======== Recorded information

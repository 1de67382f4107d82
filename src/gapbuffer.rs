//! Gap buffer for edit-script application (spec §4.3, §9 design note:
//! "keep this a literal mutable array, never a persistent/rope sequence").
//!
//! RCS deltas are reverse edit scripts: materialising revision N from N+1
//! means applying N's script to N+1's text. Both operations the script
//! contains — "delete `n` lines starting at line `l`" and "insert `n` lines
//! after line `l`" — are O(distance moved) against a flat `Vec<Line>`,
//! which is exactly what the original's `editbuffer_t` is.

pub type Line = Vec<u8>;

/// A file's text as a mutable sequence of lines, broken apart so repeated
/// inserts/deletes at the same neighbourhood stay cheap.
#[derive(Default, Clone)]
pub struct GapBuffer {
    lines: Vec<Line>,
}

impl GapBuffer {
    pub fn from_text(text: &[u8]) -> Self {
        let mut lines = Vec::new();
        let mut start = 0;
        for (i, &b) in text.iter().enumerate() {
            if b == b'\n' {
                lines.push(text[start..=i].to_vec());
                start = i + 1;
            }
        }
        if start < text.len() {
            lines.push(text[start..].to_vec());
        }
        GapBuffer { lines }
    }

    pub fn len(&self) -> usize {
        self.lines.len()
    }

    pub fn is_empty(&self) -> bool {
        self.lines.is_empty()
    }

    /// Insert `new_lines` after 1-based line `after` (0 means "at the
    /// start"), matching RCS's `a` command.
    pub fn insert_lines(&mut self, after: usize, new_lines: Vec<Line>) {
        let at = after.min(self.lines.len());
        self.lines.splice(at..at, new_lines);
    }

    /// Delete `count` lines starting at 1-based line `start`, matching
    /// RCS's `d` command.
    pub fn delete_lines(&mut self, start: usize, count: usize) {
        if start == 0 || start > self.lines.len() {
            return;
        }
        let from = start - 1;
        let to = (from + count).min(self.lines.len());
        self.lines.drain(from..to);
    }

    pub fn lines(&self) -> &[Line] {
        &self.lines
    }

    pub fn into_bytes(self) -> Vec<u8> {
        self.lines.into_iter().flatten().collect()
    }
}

================
======== Recorded information

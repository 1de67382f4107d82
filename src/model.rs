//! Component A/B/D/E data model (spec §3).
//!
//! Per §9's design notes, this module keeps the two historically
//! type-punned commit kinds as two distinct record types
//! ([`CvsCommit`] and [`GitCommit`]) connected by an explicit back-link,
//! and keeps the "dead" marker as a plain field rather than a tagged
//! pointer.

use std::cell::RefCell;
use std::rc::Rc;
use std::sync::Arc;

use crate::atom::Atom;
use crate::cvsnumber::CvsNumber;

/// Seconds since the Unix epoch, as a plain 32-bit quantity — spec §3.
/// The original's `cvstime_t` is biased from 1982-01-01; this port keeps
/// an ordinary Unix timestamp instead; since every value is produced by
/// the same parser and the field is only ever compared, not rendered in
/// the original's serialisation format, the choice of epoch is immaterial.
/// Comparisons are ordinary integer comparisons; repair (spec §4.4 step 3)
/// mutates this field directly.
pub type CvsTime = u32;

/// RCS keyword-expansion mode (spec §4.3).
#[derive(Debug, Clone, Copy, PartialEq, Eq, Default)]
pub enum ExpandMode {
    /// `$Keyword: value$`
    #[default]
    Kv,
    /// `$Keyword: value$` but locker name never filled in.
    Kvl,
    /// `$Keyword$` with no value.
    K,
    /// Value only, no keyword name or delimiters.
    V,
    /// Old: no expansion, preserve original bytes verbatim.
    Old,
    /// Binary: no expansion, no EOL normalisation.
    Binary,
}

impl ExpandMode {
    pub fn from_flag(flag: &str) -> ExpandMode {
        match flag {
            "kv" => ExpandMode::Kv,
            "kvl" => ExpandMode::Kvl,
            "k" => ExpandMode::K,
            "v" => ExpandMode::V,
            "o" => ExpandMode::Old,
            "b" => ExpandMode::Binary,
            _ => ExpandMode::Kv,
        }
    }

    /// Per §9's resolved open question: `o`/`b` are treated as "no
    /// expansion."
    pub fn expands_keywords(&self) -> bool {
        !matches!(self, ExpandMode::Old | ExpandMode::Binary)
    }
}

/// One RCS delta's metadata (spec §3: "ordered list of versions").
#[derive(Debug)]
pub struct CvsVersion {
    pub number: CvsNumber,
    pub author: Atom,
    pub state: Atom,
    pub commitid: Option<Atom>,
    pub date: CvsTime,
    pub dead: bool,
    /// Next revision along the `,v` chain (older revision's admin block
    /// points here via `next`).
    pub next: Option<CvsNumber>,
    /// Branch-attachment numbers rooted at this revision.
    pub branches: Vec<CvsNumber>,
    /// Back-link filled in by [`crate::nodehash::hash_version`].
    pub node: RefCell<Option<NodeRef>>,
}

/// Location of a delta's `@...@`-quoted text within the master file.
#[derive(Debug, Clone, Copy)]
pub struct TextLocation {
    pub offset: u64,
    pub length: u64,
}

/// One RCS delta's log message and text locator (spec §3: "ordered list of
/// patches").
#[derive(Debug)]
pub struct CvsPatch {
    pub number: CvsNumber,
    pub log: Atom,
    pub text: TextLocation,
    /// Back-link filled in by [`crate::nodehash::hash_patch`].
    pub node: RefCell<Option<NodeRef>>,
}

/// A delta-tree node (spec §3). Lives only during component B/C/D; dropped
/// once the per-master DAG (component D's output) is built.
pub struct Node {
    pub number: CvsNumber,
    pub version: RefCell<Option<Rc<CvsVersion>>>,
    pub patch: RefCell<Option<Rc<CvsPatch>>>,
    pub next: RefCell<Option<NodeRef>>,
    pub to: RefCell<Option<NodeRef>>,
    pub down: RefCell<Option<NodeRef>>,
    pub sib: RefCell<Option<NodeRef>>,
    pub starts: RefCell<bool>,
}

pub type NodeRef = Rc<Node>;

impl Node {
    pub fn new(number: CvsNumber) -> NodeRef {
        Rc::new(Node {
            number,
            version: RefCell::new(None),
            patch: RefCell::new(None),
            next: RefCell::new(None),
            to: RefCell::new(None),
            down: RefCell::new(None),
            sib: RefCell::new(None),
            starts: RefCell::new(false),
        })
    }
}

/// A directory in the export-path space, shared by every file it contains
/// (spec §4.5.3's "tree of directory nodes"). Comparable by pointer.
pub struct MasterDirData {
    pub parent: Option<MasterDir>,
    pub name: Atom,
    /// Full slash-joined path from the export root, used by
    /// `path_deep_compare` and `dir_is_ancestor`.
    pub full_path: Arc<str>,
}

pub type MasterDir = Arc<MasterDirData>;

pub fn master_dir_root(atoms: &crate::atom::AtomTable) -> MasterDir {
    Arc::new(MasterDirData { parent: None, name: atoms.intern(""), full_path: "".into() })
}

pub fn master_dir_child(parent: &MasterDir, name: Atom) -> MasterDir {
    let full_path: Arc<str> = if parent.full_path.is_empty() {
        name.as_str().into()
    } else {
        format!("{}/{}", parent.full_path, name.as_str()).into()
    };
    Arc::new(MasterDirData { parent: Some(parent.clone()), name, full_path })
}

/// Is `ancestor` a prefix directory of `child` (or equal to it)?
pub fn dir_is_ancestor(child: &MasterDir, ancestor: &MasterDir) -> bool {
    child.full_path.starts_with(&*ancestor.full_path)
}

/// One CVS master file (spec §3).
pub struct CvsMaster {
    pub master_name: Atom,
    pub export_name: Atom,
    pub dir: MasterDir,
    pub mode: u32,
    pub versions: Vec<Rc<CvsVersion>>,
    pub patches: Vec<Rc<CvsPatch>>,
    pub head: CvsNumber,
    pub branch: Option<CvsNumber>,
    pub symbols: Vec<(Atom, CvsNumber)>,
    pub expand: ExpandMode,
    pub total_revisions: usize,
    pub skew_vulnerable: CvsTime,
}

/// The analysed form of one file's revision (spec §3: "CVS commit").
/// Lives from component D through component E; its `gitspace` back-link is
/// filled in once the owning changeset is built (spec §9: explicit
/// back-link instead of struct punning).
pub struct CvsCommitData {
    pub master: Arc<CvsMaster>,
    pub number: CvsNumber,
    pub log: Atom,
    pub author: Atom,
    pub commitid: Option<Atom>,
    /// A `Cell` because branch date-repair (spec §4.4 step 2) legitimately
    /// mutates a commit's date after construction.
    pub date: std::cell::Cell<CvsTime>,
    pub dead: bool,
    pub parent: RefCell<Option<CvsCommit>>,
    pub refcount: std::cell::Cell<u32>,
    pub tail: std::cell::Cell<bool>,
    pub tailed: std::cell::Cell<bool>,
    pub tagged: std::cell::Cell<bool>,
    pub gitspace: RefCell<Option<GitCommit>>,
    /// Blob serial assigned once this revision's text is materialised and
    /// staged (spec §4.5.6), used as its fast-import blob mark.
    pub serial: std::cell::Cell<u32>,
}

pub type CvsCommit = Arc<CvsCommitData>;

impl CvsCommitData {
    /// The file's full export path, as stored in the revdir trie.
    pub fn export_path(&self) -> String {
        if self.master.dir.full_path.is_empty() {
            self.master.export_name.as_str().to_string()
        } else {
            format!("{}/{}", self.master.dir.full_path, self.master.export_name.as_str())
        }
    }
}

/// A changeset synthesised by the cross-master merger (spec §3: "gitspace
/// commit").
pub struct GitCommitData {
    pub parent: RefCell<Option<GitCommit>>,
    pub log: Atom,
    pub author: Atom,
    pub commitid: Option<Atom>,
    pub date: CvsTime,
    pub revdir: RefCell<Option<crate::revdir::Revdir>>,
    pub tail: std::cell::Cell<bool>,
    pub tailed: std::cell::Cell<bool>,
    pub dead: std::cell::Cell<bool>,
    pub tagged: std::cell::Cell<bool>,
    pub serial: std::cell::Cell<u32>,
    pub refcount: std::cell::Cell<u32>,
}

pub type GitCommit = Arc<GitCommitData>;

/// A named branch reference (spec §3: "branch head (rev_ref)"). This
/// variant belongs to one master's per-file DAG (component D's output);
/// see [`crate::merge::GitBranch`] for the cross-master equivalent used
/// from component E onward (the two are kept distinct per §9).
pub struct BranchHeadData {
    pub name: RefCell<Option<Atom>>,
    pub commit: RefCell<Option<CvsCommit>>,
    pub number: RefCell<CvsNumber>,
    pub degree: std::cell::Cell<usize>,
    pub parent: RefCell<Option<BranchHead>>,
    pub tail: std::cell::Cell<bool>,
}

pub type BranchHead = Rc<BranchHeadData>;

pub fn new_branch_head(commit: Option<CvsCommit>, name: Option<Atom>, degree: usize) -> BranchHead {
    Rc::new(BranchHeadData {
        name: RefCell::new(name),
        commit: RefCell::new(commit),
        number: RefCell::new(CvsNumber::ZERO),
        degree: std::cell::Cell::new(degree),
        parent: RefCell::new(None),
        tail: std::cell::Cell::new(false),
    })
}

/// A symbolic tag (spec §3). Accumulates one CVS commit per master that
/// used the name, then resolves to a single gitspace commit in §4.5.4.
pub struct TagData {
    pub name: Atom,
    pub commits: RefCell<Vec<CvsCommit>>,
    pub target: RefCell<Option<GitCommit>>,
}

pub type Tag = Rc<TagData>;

================

__What is required__
Word for word, restate the lines above from the line containing "model (spec §3)." through the line containing "quantity — spec §3.", with both included and nothing else.

__Output for this task__
//! Component A/B/D/E data model (spec §3).
//!
//! Per §9's design notes, this module keeps the two historically
//! type-punned commit kinds as two distinct record types
//! ([`CvsCommit`] and [`GitCommit`]) connected by an explicit back-link,
//! and keeps the "dead" marker as a plain field rather than a tagged
//! pointer.

use std::cell::RefCell;
use std::rc::Rc;
use std::sync::Arc;

use crate::atom::Atom;
use crate::cvsnumber::CvsNumber;

/// Seconds since the Unix epoch, as a plain 32-bit quantity — spec §3.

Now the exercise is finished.